• [Work to be completed]: A single number is expected: the count of lines below where the word "split" occurs.
· · ·
// Copyright 2017 Tristam MacDonald
//
// Licensed under the Apache License, Version 2.0 (the "License");
// you may not use this file except in compliance with the License.
// You may obtain a copy of the License at
//
//     http://www.apache.org/licenses/LICENSE-2.0
//
// Unless required by applicable law or agreed to in writing, software
// distributed under the License is distributed on an "AS IS" BASIS,
// WITHOUT WARRANTIES OR CONDITIONS OF ANY KIND, either express or implied.
// See the License for the specific language governing permissions and
// limitations under the License.

//! Binds the five pipeline stages into the four marching operations and
//! orchestrates a single call to `march`.
//!
//! Grounded on `MarchingNumPy/Marching.py`'s `marching_factory`: striding
//! by `step_size`, zero-referencing the volume against `level` once, then
//! intersect -> classify -> ambiguity -> geometry -> remap in order.

use crate::ambiguity::{AmbiguityResolver, SquareAmbiguityResolver};
use crate::error::MarchingError;
use crate::geometry::{look_up_geometry, GeometryTable};
use crate::grid::{assert_nd_array, size_multiplier};
use crate::intersect::{find_intersects, SlicePair};
use crate::interpolation::Interpolation;
use crate::output::MarchingOutput;
use crate::remap::{remap_dense, remap_sparse};
use crate::tables::{cubes, squares, triangles};
use ndarray::{ArrayD, ArrayViewD};

/// Tuning knobs for a single `march` call, mirroring the keyword arguments
/// of `Marching.py`'s `marching_factory`.
#[derive(Debug, Clone)]
pub struct MarchingOptions {
    /// Scalar subtracted from the volume once before classification.
    pub level: f64,
    pub interpolation: Interpolation,
    /// Stride applied to every axis before processing; `1` means no
    /// striding.
    pub step_size: usize,
    /// Whether the bound ambiguity resolver (if any) runs.
    pub resolve_ambiguous: bool,
    /// Above this many distinct edge-ids, index remapping uses the sparse
    /// (hash map) strategy instead of a dense scatter array.
    pub dense_threshold: u64,
}

impl Default for MarchingOptions {
    fn default() -> Self {
        MarchingOptions {
            level: 0.0,
            interpolation: Interpolation::Linear,
            step_size: 1,
            resolve_ambiguous: true,
            dense_threshold: 1 << 32,
        }
    }
}

/// The static tables and corner/edge conventions bound to one marching
/// operation.
pub struct MarchingTables {
    nd: usize,
    n_edges: usize,
    corners: &'static [&'static [u8]],
    slice_pairs: fn() -> Vec<SlicePair>,
    geometry: GeometryTable,
    resolver: Option<&'static (dyn AmbiguityResolver + Sync)>,
}

/// A bound marching operation, ready to be called with a volume.
pub struct Marcher {
    tables: MarchingTables,
}

impl Marcher {
    /// Runs the full pipeline over `volume`, returning deduplicated
    /// vertices and the simplices that index into them.
    pub fn march(
        &self,
        volume: ArrayViewD<f64>,
        options: &MarchingOptions,
    ) -> Result<MarchingOutput, MarchingError> {
        if options.step_size == 0 {
            return Err(MarchingError::InvalidInput(
                "step_size must be at least 1".into(),
            ));
        }

        let strided = if options.step_size > 1 {
            volume
                .slice_each_axis(|ax| {
                    ndarray::Slice::from(0..ax.len as isize).step_by(options.step_size as isize)
                })
                .to_owned()
                .into_dyn()
        } else {
            volume.to_owned()
        };
        let strided_view = strided.view();

        assert_nd_array(&strided_view, self.tables.nd, 2)?;

        let mut zeroed: ArrayD<f64> = strided_view.to_owned();
        if options.level != 0.0 {
            zeroed.mapv_inplace(|v| v - options.level);
        }

        let volume_test: ArrayD<bool> = zeroed.mapv(|v| v >= 0.0);
        let sm = size_multiplier(zeroed.shape(), self.tables.n_edges as u64);

        let slice_pairs = (self.tables.slice_pairs)();
        let intersects = find_intersects(
            zeroed.view(),
            &volume_test,
            &slice_pairs,
            &sm,
            options.interpolation,
        )?;

        let mut types = crate::classify::classify(&volume_test, self.tables.corners)?;

        if options.resolve_ambiguous {
            if let Some(resolver) = self.tables.resolver {
                resolver.resolve(&mut types, zeroed.view());
            }
        }

        let geometry = look_up_geometry(&types, &self.tables.geometry, &sm)?;

        let use_dense = intersects
            .edge_ids
            .iter()
            .copied()
            .max()
            .unwrap_or(0)
            < options.dense_threshold;
        let simplices = if use_dense {
            remap_dense(&geometry, &intersects.edge_ids)?
        } else {
            remap_sparse(&geometry, &intersects.edge_ids)?
        };

        log::debug!(
            "march: {} vertices, {} simplices (dense remap: {})",
            intersects.vertices.nrows(),
            simplices.nrows(),
            use_dense
        );

        Ok(MarchingOutput {
            vertices: intersects.vertices,
            simplices,
        })
    }
}

fn square_geometry_table() -> GeometryTable {
    GeometryTable {
        rows: &squares::GEOMETRY_LOOKUP,
        columns: squares::COLUMNS,
        n_v: squares::N_V,
        edge_delta: &squares::EDGE_DELTA,
        edge_direction: &squares::EDGE_DIRECTION,
    }
}

static SQUARE_RESOLVER: SquareAmbiguityResolver = SquareAmbiguityResolver;

/// Marching squares: 2D, line-segment output, asymptotic-decider
/// ambiguity resolution enabled.
pub fn marching_squares() -> Marcher {
    Marcher {
        tables: MarchingTables {
            nd: 2,
            n_edges: 2,
            corners: &squares::CORNERS,
            slice_pairs: || SlicePair::axis_aligned(2),
            geometry: square_geometry_table(),
            resolver: Some(&SQUARE_RESOLVER),
        },
    }
}

fn triangles_slice_pairs(reversed: bool) -> Vec<SlicePair> {
    use crate::intersect::Step;
    let mut pairs = SlicePair::axis_aligned(2);
    let diagonal_steps = if reversed {
        vec![Step::Backward, Step::Forward]
    } else {
        vec![Step::Forward, Step::Forward]
    };
    pairs.push(SlicePair {
        direction: 2,
        steps: diagonal_steps,
    });
    pairs
}

/// Marching triangles, "/" diagonal split. No ambiguity resolution: every
/// cell is split into two triangles up front, so there is nothing to
/// disambiguate.
pub fn marching_triangles() -> Marcher {
    Marcher {
        tables: MarchingTables {
            nd: 2,
            n_edges: 3,
            corners: &triangles::CORNERS,
            slice_pairs: || triangles_slice_pairs(false),
            geometry: GeometryTable {
                rows: &triangles::GEOMETRY_LOOKUP_FORWARD,
                columns: triangles::COLUMNS,
                n_v: triangles::N_V,
                edge_delta: &triangles::EDGE_DELTA,
                edge_direction: &triangles::EDGE_DIRECTION,
            },
            resolver: None,
        },
    }
}

/// Marching triangles, "\" diagonal split.
pub fn marching_triangles_reversed() -> Marcher {
    Marcher {
        tables: MarchingTables {
            nd: 2,
            n_edges: 3,
            corners: &triangles::CORNERS,
            slice_pairs: || triangles_slice_pairs(true),
            geometry: GeometryTable {
                rows: &triangles::GEOMETRY_LOOKUP_REVERSED,
                columns: triangles::COLUMNS,
                n_v: triangles::N_V,
                edge_delta: &triangles::EDGE_DELTA,
                edge_direction: &triangles::EDGE_DIRECTION,
            },
            resolver: None,
        },
    }
}

/// Marching cubes (Lorensen & Cline): 3D, triangle output. No ambiguity
/// resolution is bound; the table's known cross-face inconsistency is
/// preserved as-is (see `tables::cubes`).
pub fn marching_cubes_lorensen() -> Marcher {
    Marcher {
        tables: MarchingTables {
            nd: 3,
            n_edges: 3,
            corners: &cubes::CORNERS,
            slice_pairs: || SlicePair::axis_aligned(3),
            geometry: GeometryTable {
                rows: &cubes::GEOMETRY_LOOKUP,
                columns: cubes::COLUMNS,
                n_v: cubes::N_V,
                edge_delta: &cubes::EDGE_DELTA,
                edge_direction: &cubes::EDGE_DIRECTION,
            },
            resolver: None,
        },
    }
}

#[cfg(test)]
mod tests {
    use super::*;
    use ndarray::arr2;

    #[test]
    fn s1_single_segment() {
        let volume = arr2(&[[1.0, 1.0], [1.0, -1.0]]).into_dyn();
        let out = marching_squares()
            .march(volume.view(), &MarchingOptions::default())
            .unwrap();
        assert_eq!(out.vertex_count(), 2);
        assert_eq!(out.simplex_count(), 1);
    }

    #[test]
    fn s4_single_cube_corner() {
        let mut volume = ArrayD::<f64>::from_elem(ndarray::IxDyn(&[2, 2, 2]), -1.0);
        volume[[0, 0, 0]] = 1.0;
        let out = marching_cubes_lorensen()
            .march(volume.view(), &MarchingOptions::default())
            .unwrap();
        assert_eq!(out.vertex_count(), 3);
        assert_eq!(out.simplex_count(), 1);
    }

    #[test]
    fn step_size_subsamples_before_classification() {
        let volume = ArrayD::<f64>::from_shape_vec(
            ndarray::IxDyn(&[4, 4]),
            vec![
                1.0, 1.0, 1.0, 1.0, 1.0, 1.0, 1.0, 1.0, 1.0, 1.0, 1.0, 1.0, 1.0, 1.0, 1.0, -1.0,
            ],
        )
        .unwrap();
        let mut options = MarchingOptions::default();
        options.step_size = 3;
        let out = marching_squares().march(volume.view(), &options).unwrap();
        // strided volume is 2x2, sampling corners (0,0),(0,3),(3,0),(3,3):
        // only (3,3) is below the level -> single segment.
        assert_eq!(out.simplex_count(), 1);
    }

    #[test]
    fn level_shifts_the_threshold() {
        let volume = arr2(&[[2.0, 2.0], [2.0, 2.0]]).into_dyn();
        let mut options = MarchingOptions::default();
        options.level = 3.0;
        // every corner now reads -1 relative to level: no crossings.
        let out = marching_squares().march(volume.view(), &options).unwrap();
        assert_eq!(out.simplex_count(), 0);
    }

    #[test]
    fn linear_vertex_position_matches_offset_formula() {
        let volume = arr2(&[[1.0, -3.0], [1.0, 1.0]]).into_dyn();
        let out = marching_squares()
            .march(volume.view(), &MarchingOptions::default())
            .unwrap();
        // crossing along the top edge between (0,0)=1 and (0,1)=-3: t=1/4.
        let found = out
            .vertices
            .rows()
            .into_iter()
            .any(|r| (r[1] - 0.25).abs() < 1e-6);
        assert!(found);
    }
}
· · ·
• [Problem solution]: 3